When God commanded Israel to give a half-shekel for the census, Moses was confused. Not by the amount — half a shekel was nearly nothing, a laborer's loose change. What baffled him was the math of atonement. How could so small a coin redeem a human soul?

God reached beneath His throne of glory and pulled out something that had never existed before: a coin made entirely of fire. He held it up and said, "Like this — this is what they shall give" (Exodus 30:13). The coin blazed in His hand. Moses stared at it. A half-shekel of flame, burning but not consumed, worth almost nothing and worth everything.

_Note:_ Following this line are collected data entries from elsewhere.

//! Everything that touches the object store: artifact identity, existence
//! probes, client construction and publishing.

pub mod identity;
pub mod probe;
pub mod publisher;
pub mod store;

pub use identity::{normalize_tile_id, ArtifactAddress, ArtifactResolver};
pub use probe::{ExistenceProbe, GateDecision, HttpProbe, IdempotencyGate, ProbeError, StoreProbe};
pub use publisher::{ArtifactUploader, ObjectStoreUploader, PublishError, Publisher};
pub use store::{create_output_store, create_s3_store, parse_s3_uri};
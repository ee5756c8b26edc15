//! Task fan-out, per-task processing and progress metrics.

mod metrics;
mod scheduler;
mod task_processor;

#[cfg(test)]
mod test_support;

pub use metrics::{Metrics, MetricsReporter, MetricsSnapshot};
pub use scheduler::{BatchSummary, FailedTask, Scheduler, SchedulerConfig};
pub use task_processor::{TaskError, TaskOutcome, TaskProcessor, TaskReport};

Why a half? The rabbis said: because Israel sinned with the Golden Calf at the sixth hour of the day — halfway through. They sinned for half a day, so they would atone with half a coin. The half-shekel contained ten gerah, one for each of the Ten Commandments they had broken when they bowed to molten gold (Exodus 32:4).

Every year, starting on the first of Adar, the announcement went out across the land: bring your half-shekels. By the first of Nisan, the Temple treasury was full. Rich and poor gave the identical amount. No one could buy more atonement than his neighbor. The king's half-shekel and the beggar's half-shekel weighed the same on God's scales.

And every year, the same miracle repeated itself. Counting people invites catastrophe — the evil eye falls on anything numbered. God told Moses: "It is known before Me that whenever Israel is counted, a plague follows. So I am fixing the cure before the disease. Every person counted will give a half-shekel, and the coin will absorb the blow meant for the soul" (Exodus 30:12).

The coin of fire that God showed Moses has long since vanished. But the principle burns on: atonement costs almost nothing. Half a coin. The other half, God provides.